If you would be shocked to find the words “sensible” and “supercar” in the same sentence, sit for a moment. The Audi R8 is practical and comfortable, yet it outperforms most vehicles, proving itself as one of the fastest, best-handling production cars you can buy today.
Clues to how this apparent contradiction emerged lie in the exquisitely handcrafted R8’s parentage. It might have an Audi badge on the front grille, which explains its attention to fine detail and practicality, but under that wind-smoothed aluminum skin lie the genes of a Lamborghini — the stems of the R8’s supercar heritage.
Or at least some of it.
To be fair, Audi isn’t too shabby at making race cars; it has won the Le Mans 24-hour race countless times in recent years (the concept car that spawned the R8, which we drove on the streets of Palm Springs in 2005, was called the Audi Le Mans). So not all credit for the R8’s stellar speed derives from the Italian marque. But the fact remains that around 15 percent of the German car — the chassis and the transmission — has Italian, not German, as its first language.
The reason for this cross-fertilization is that Lamborghini was gobbled up in 1998 by the Volkswagen Group and has since been run by its Audi division. Initial expectations, after the relief that someone had stepped in to save the dwindling brand, were that Audi would inject much-needed quality and reliability into the often hair-raisingly fast and furious cars.
Management had much greater aspirations. They instilled newfound manners and previously unheard-of levels of precision and rigor to the brand. They also hatched a plan to transfer to Audi some of the Italian company’s exotic charm to put it on the luxury performance car map. The result was the R8 (from $123,300).
Launched at the Paris show in 2006, the car has been an extraordinary success. It has won hearts, minds, and awards by the boatload for its looks, character, and extraordinarily accessible performance. The entire 2008 production run sold out only a few days after its release, and there remains a waiting list of more than one year to get your hands on one.
It’s easy to see why. While the looks of the R8 are subjective, nothing else about the car is up for discussion.
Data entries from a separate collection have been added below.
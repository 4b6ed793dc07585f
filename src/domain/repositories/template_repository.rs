// Copyright (c) 2025 Kirky.X
//
// Licensed under the MIT License
// See LICENSE file in the project root for full license information.

use crate::domain::models::block::Platform;
use crate::domain::models::template::BlockTemplate;
use crate::domain::repositories::operation_repository::RepositoryError;
use async_trait::async_trait;

/// 块模板仓库特质
#[async_trait]
pub trait TemplateRepository: Send + Sync {
    /// 按优先级升序返回平台的模板，无效模板被跳过
    async fn find_by_platform(
        &self,
        platform: Platform,
    ) -> Result<Vec<BlockTemplate>, RepositoryError>;
    /// 保存模板
    async fn save(&self, template: &BlockTemplate) -> Result<(), RepositoryError>;
}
The mid-mounted 420 bhp 4.2-liter V8, visible through the clear engine cover behind the passenger compartment, has sufficient urge to propel the 3,400-pound car to more than 180 mph and from zero to 60 mph in less time than it takes to read this sentence.
If you are greedy for more go, the company has also started production of a 5.2-litre 520 bhp V10 (less power but more torque than the V10 in the Lamborghini Gallardo) that is half a second faster to 60 mph and will hit almost 200 mph in the right conditions. It’s not the super-hot R variant it was expected to be, but a faster version of almost exactly the same car. With precious few detail changes to indicate the bigger lungs, plus a waiting list that will stretch into infinity and the glaring fact that there’s nothing wrong with the standard car, it’s not something that should bother you yet. Likewise for the attractive roadster version, which goes into production in early 2010. So, it’s better to concentrate our attention on this R8.
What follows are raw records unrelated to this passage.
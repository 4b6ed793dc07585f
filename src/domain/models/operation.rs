// Copyright (c) 2025 Kirky.X
//
// Licensed under the MIT License
// See LICENSE file in the project root for full license information.

use chrono::{DateTime, FixedOffset, Utc};
use serde::{Deserialize, Serialize};
use std::fmt;
use std::str::FromStr;
use thiserror::Error;
use uuid::Uuid;

/// 解析操作实体
///
/// 表示一次针对单个URL的页面结构解析请求。操作在提交时创建，
/// 之后仅由编排器推进状态，核心逻辑从不删除操作。
#[derive(Debug, Clone, PartialEq, Serialize, Deserialize)]
pub struct Operation {
    /// 操作唯一标识符
    pub id: Uuid,
    /// 目标URL
    pub url: String,
    /// 当前状态
    pub status: OperationStatus,
    /// 创建时间
    pub created_at: DateTime<FixedOffset>,
    /// 最后更新时间
    pub updated_at: DateTime<FixedOffset>,
}

/// 操作状态枚举
///
/// 状态只能向前推进：
/// Pending → Processing → Completed/Error
#[derive(Debug, Clone, Copy, PartialEq, Eq, Hash, Serialize, Deserialize, Default)]
#[serde(rename_all = "snake_case")]
pub enum OperationStatus {
    /// 已创建，尚未开始处理
    #[default]
    Pending,
    /// 处理中
    Processing,
    /// 处理完成，所有块均已持久化
    Completed,
    /// 处理失败
    Error,
}

impl OperationStatus {
    /// 判断是否为终止状态
    pub fn is_terminal(&self) -> bool {
        matches!(self, OperationStatus::Completed | OperationStatus::Error)
    }

    /// 返回允许转换到当前状态的前驱状态
    ///
    /// # 返回值
    ///
    /// 前驱状态列表，`Pending` 没有前驱
    pub fn predecessors(&self) -> &'static [OperationStatus] {
        match self {
            OperationStatus::Pending => &[],
            OperationStatus::Processing => &[OperationStatus::Pending],
            // Submission failures (queue full) go straight from pending to error
            OperationStatus::Error => &[OperationStatus::Pending, OperationStatus::Processing],
            OperationStatus::Completed => &[OperationStatus::Processing],
        }
    }

    /// 检查是否可以转换到目标状态
    pub fn can_transition_to(&self, next: OperationStatus) -> bool {
        next.predecessors().contains(self)
    }
}

impl fmt::Display for OperationStatus {
    fn fmt(&self, f: &mut fmt::Formatter) -> fmt::Result {
        match self {
            OperationStatus::Pending => write!(f, "pending"),
            OperationStatus::Processing => write!(f, "processing"),
            OperationStatus::Completed => write!(f, "completed"),
            OperationStatus::Error => write!(f, "error"),
        }
    }
}

impl FromStr for OperationStatus {
    type Err = DomainError;

    fn from_str(s: &str) -> Result<Self, Self::Err> {
        match s {
            "pending" => Ok(OperationStatus::Pending),
            "processing" => Ok(OperationStatus::Processing),
            "completed" => Ok(OperationStatus::Completed),
            "error" => Ok(OperationStatus::Error),
            other => Err(DomainError::ValidationError(format!(
                "unknown operation status: {}",
                other
            ))),
        }
    }
}

/// 领域错误类型
///
/// 表示在领域层可能发生的错误情况，包括状态转换错误和验证失败。
#[derive(Error, Debug, Clone, PartialEq)]
pub enum DomainError {
    /// 无效的状态转换
    #[error("Invalid state transition from {from} to {to}")]
    InvalidStateTransition {
        from: OperationStatus,
        to: OperationStatus,
    },

    /// 验证错误
    #[error("Validation error: {0}")]
    ValidationError(String),
}

impl Operation {
    /// 创建一个新的待处理操作
    ///
    /// # 参数
    ///
    /// * `url` - 目标URL
    ///
    /// # 返回值
    ///
    /// 返回状态为 `Pending` 的新操作
    pub fn new(url: String) -> Self {
        let now: DateTime<FixedOffset> = Utc::now().into();
        Self {
            id: Uuid::new_v4(),
            url,
            status: OperationStatus::Pending,
            created_at: now,
            updated_at: now,
        }
    }

    /// 推进操作状态
    ///
    /// # 参数
    ///
    /// * `next` - 目标状态
    ///
    /// # 返回值
    ///
    /// * `Ok(())` - 状态已更新
    /// * `Err(DomainError)` - 不允许的状态转换
    pub fn transition_to(&mut self, next: OperationStatus) -> Result<(), DomainError> {
        if !self.status.can_transition_to(next) {
            return Err(DomainError::InvalidStateTransition {
                from: self.status,
                to: next,
            });
        }
        self.status = next;
        self.updated_at = Utc::now().into();
        Ok(())
    }
}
That is particularly true for the passenger cabin, an Audi master class in interior design. A finely contrasting swathe of leather, Alcantara, aluminum, and carbon fiber has been woven with such precision and tight application it looks almost like it grew over the mechanical components. A key choice here is the manual gearbox, which operates far more smoothly and also looks so much better than the R-Tronic semi-automatic option.
It doesn’t matter which you choose, though. The rest of the R8 is so fabulously, fluidly smooth and powerful that you will soon be lost in its charms. Showing its practicality, it doesn’t feel that fast at first, quietly sauntering through towns, parking with ease, and swallowing shopping bags in the space behind the seats and the small space up front, smoothing the street surface with its active suspension all the while. But show it an open road and it will launch forward until your nerve — or the road runs out.
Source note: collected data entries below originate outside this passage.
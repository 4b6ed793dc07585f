// Copyright (c) 2025 Kirky.X
//
// Licensed under the MIT License
// See LICENSE file in the project root for full license information.

/// 领域层模块
///
/// 该模块包含系统的核心业务逻辑，包括：
/// - 领域模型（models）：操作、结构块、模板和选择器规则
/// - 仓库接口（repositories）：数据持久化抽象接口
/// - 服务（services）：爬取、平台检测、结构提取与模板分类
///
/// 领域层不依赖于任何外部实现。
pub mod models;
pub mod repositories;
pub mod services;
// Copyright (c) 2025 Kirky.X
//
// Licensed under the MIT License
// See LICENSE file in the project root for full license information.

use serde::{Deserialize, Serialize};
use validator::Validate;

/// 解析请求数据传输对象
#[derive(Debug, Deserialize, Serialize, Validate, Clone)]
pub struct ParseRequestDto {
    /// 要解析的页面URL
    #[validate(url)]
    pub url: String,
}
// Copyright (c) 2025 Kirky.X
//
// Licensed under the MIT License
// See LICENSE file in the project root for full license information.

pub mod crawl_use_case;
pub mod parse_use_case;
pub mod template_seeding;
The curious thing about the R8 and why it has won so much acclaim is that your nerves remain supremely intact almost irrespective of the speed or the nature of the road you travel. The world might be flashing past at upward of 250 feet per second, but the car remains astonishingly composed and faithfully in your control at all times.
Ten years ago, before Audi started waving its wand over Lamborghini, the idea of a sensible supercar was one that started occasionally, didn’t regularly leave you stranded, and still scared the living hell out of you even in a straight line. With the launch of the R8, the concept has shifted and the once mutually exclusive terms of practicality and performance are now available in one place: the R8.